• Exercise data:
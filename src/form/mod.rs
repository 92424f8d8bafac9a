//! Report submission form.
//!
//! Holds the field values, the dependent district list, and the submission
//! status. The status moves `Idle → Submitting → Success | Error`; a success
//! clears the form and reverts to `Idle` once its display time has passed.

use std::sync::LazyLock;
use std::time::{Duration, Instant};

use regex::Regex;
use serde::Serialize;

use crate::api::{ApiError, NewReportInput, Report, ReportsApi};
use crate::format;

static NON_DIGITS_RE: LazyLock<Regex> =
    LazyLock::new(|| Regex::new(r"[^0-9]").expect("valid non-digit regex"));

/// Departments offered by the form, as `(value, label)`.
pub const DEPARTMENTS: [(&str, &str); 6] = [
    ("Police", "Police"),
    ("Revenue", "Revenue"),
    ("Transport", "Transport"),
    ("Municipal", "Municipal Corporation"),
    ("Electricity", "Electricity Board"),
    ("Other", "Other"),
];

/// Message shown when a failed submission carries no server message.
pub const SUBMIT_FAILED_MESSAGE: &str = "Failed to submit report. Please try again.";

// ---------------------------------------------------------------------------
// Amount input
// ---------------------------------------------------------------------------

/// Reformat a keystroke's worth of amount input: keep digits, drop leading
/// zeros, group Indian-style. Empty when no digits remain.
pub fn format_amount_input(raw: &str) -> String {
    let digits = NON_DIGITS_RE.replace_all(raw, "");
    if digits.is_empty() {
        return String::new();
    }
    let trimmed = digits.trim_start_matches('0');
    if trimmed.is_empty() {
        "0".to_string()
    } else {
        format::group_indian_digits(trimmed)
    }
}

/// Strip the grouping back out; `None` when no digits are present.
pub fn parse_amount_input(display: &str) -> Option<f64> {
    let digits = NON_DIGITS_RE.replace_all(display, "");
    if digits.is_empty() {
        return None;
    }
    digits.parse::<f64>().ok()
}

// ---------------------------------------------------------------------------
// Fields
// ---------------------------------------------------------------------------

/// Raw field values as typed. `amount` holds the grouped display string.
#[derive(Debug, Clone, Default, PartialEq, Serialize)]
pub struct FormFields {
    pub state: String,
    pub district: String,
    pub city: String,
    pub department: String,
    pub description: String,
    pub amount: String,
}

/// Required fields left empty, in form order.
#[derive(Debug, Clone, PartialEq, Eq, thiserror::Error)]
#[error("missing required fields: {}", .0.join(", "))]
pub struct MissingFields(pub Vec<&'static str>);

impl FormFields {
    /// Build the request body. Only presence is checked.
    pub fn to_input(&self) -> Result<NewReportInput, MissingFields> {
        let mut missing = Vec::new();
        let blank = |s: &str| s.trim().is_empty();
        if blank(&self.state) {
            missing.push("state");
        }
        if blank(&self.city) {
            missing.push("city");
        }
        if blank(&self.department) {
            missing.push("department");
        }
        if blank(&self.description) {
            missing.push("description");
        }
        let amount = parse_amount_input(&self.amount);
        if amount.is_none() {
            missing.push("amount");
        }
        let Some(amount) = amount else {
            return Err(MissingFields(missing));
        };
        if !missing.is_empty() {
            return Err(MissingFields(missing));
        }

        let optional = |s: &str| {
            let s = s.trim();
            (!s.is_empty()).then(|| s.to_string())
        };
        Ok(NewReportInput {
            department: self.department.trim().to_string(),
            amount,
            state: self.state.trim().to_uppercase(),
            district: optional(&self.district),
            city: optional(&self.city),
            description: self.description.trim().to_string(),
        })
    }
}

// ---------------------------------------------------------------------------
// District dropdown
// ---------------------------------------------------------------------------

#[derive(Debug, Clone, Default, PartialEq, Serialize)]
pub struct DistrictSelect {
    pub options: Vec<String>,
    pub loading: bool,
    /// False until a state is chosen.
    pub enabled: bool,
}

impl DistrictSelect {
    pub fn placeholder(&self) -> &'static str {
        if self.loading {
            "Loading..."
        } else {
            "Select District"
        }
    }
}

// ---------------------------------------------------------------------------
// Status
// ---------------------------------------------------------------------------

#[derive(Debug, Clone, PartialEq)]
pub enum SubmitStatus {
    Idle,
    Submitting,
    /// Shown until `until`.
    Success { until: Instant },
    Error(String),
}

impl SubmitStatus {
    pub fn name(&self) -> &'static str {
        match self {
            Self::Idle => "idle",
            Self::Submitting => "submitting",
            Self::Success { .. } => "success",
            Self::Error(_) => "error",
        }
    }
}

// ---------------------------------------------------------------------------
// Form
// ---------------------------------------------------------------------------

#[derive(Debug, Clone)]
pub struct SubmissionForm {
    pub fields: FormFields,
    pub districts: DistrictSelect,
    pub status: SubmitStatus,
    success_display: Duration,
}

impl Default for SubmissionForm {
    fn default() -> Self {
        Self::new(Duration::from_secs(5))
    }
}

impl SubmissionForm {
    pub fn new(success_display: Duration) -> Self {
        Self {
            fields: FormFields::default(),
            districts: DistrictSelect::default(),
            status: SubmitStatus::Idle,
            success_display,
        }
    }

    /// Choose a state and reload its districts. An empty code clears and
    /// disables the district list; a failed fetch leaves it empty.
    pub fn set_state<A: ReportsApi + ?Sized>(&mut self, code: &str, api: &A) {
        self.fields.state = code.trim().to_string();
        self.fields.district.clear();
        self.districts.options.clear();

        if self.fields.state.is_empty() {
            self.districts.enabled = false;
            self.districts.loading = false;
            return;
        }

        self.districts.enabled = true;
        self.districts.loading = true;
        self.districts.options = api.districts(&self.fields.state).unwrap_or_default();
        self.districts.loading = false;
    }

    /// Pick a district from the loaded options; empty clears it.
    pub fn set_district(&mut self, district: &str) -> Result<(), String> {
        let district = district.trim();
        if district.is_empty() {
            self.fields.district.clear();
            return Ok(());
        }
        if !self.districts.enabled {
            return Err("choose a state before a district".to_string());
        }
        match self.districts.options.iter().find(|d| d.eq_ignore_ascii_case(district)) {
            Some(found) => {
                self.fields.district = found.clone();
                Ok(())
            }
            None => Err(format!(
                "unknown district '{district}' for {}",
                self.fields.state
            )),
        }
    }

    /// Set a free-form field. The amount is reformatted as typed.
    pub fn set_field(&mut self, name: &str, value: &str) -> Result<(), String> {
        match name {
            "city" => self.fields.city = value.to_string(),
            "department" => self.fields.department = value.to_string(),
            "description" => self.fields.description = value.to_string(),
            "amount" => self.fields.amount = format_amount_input(value),
            other => return Err(format!("unknown form field '{other}'")),
        }
        Ok(())
    }

    /// Validate and enter `Submitting`. The status is untouched when
    /// required fields are missing.
    pub fn begin_submit(&mut self) -> Result<NewReportInput, MissingFields> {
        let input = self.fields.to_input()?;
        self.status = SubmitStatus::Submitting;
        Ok(input)
    }

    /// Apply the API outcome.
    pub fn finish_submit(&mut self, result: Result<Report, ApiError>, now: Instant) {
        match result {
            Ok(_) => {
                self.fields = FormFields::default();
                self.districts = DistrictSelect::default();
                self.status = SubmitStatus::Success {
                    until: now + self.success_display,
                };
            }
            Err(err) => {
                self.status = SubmitStatus::Error(err.user_message(SUBMIT_FAILED_MESSAGE));
            }
        }
    }

    /// Submit through `api` and return the created report, if any.
    pub fn submit<A: ReportsApi + ?Sized>(
        &mut self,
        api: &A,
        now: Instant,
    ) -> Result<Option<Report>, MissingFields> {
        let input = self.begin_submit()?;
        let result = api.create_report(&input);
        let created = result.as_ref().ok().cloned();
        self.finish_submit(result, now);
        Ok(created)
    }

    /// Advance time; a success past its display window reverts to idle.
    /// Returns whether the status changed.
    pub fn tick(&mut self, now: Instant) -> bool {
        if let SubmitStatus::Success { until } = self.status
            && now >= until
        {
            self.status = SubmitStatus::Idle;
            return true;
        }
        false
    }

    pub fn is_submitting(&self) -> bool {
        self.status == SubmitStatus::Submitting
    }

    /// Message for the status banner, if one is showing.
    pub fn banner(&self) -> Option<String> {
        match &self.status {
            SubmitStatus::Success { .. } => {
                Some("Report submitted successfully. Thank you for your contribution.".to_string())
            }
            SubmitStatus::Error(message) => Some(message.clone()),
            _ => None,
        }
    }
}

#[cfg(test)]
mod tests {
    use super::*;

    #[test]
    fn amount_input_is_grouped() {
        assert_eq!(format_amount_input("1500000"), "15,00,000");
        assert_eq!(format_amount_input("₹ 12a34"), "1,234");
        assert_eq!(format_amount_input("000750"), "750");
        assert_eq!(format_amount_input("00"), "0");
        assert_eq!(format_amount_input("abc"), "");
    }

    #[test]
    fn amount_input_parses_back() {
        assert_eq!(parse_amount_input("15,00,000"), Some(1_500_000.0));
        assert_eq!(parse_amount_input(""), None);
    }

    #[test]
    fn missing_fields_are_listed_in_order() {
        let fields = FormFields {
            state: "mh".to_string(),
            ..Default::default()
        };
        let err = fields.to_input().unwrap_err();
        assert_eq!(err.0, vec!["city", "department", "description", "amount"]);
        assert_eq!(
            err.to_string(),
            "missing required fields: city, department, description, amount"
        );
    }

    #[test]
    fn input_is_normalized() {
        let fields = FormFields {
            state: "mh".to_string(),
            district: String::new(),
            city: "Pune".to_string(),
            department: "Police".to_string(),
            description: "Asked for a fee to register an FIR".to_string(),
            amount: "2,500".to_string(),
        };
        let input = fields.to_input().unwrap();
        assert_eq!(input.state, "MH");
        assert_eq!(input.amount, 2500.0);
        assert_eq!(input.district, None);
        assert_eq!(input.city.as_deref(), Some("Pune"));
    }

    #[test]
    fn tick_only_reverts_success_after_window() {
        let start = Instant::now();
        let mut form = SubmissionForm::new(Duration::from_secs(5));
        form.status = SubmitStatus::Success {
            until: start + Duration::from_secs(5),
        };
        assert!(!form.tick(start + Duration::from_secs(4)));
        assert!(form.tick(start + Duration::from_secs(5)));
        assert_eq!(form.status, SubmitStatus::Idle);

        form.status = SubmitStatus::Error("nope".to_string());
        assert!(!form.tick(start + Duration::from_secs(60)));
        assert_eq!(form.banner().as_deref(), Some("nope"));
    }

    #[test]
    fn district_requires_loaded_option() {
        let mut form = SubmissionForm::default();
        assert!(form.set_district("Pune").is_err());
        form.districts.enabled = true;
        form.districts.options = vec!["Pune".to_string()];
        form.set_district("pune").unwrap();
        assert_eq!(form.fields.district, "Pune");
        assert!(form.set_district("Nagpur").is_err());
    }
}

• Task prompt: Each line of the data that contains "found" should be counted; please give only the number.

• Answer for the task: 2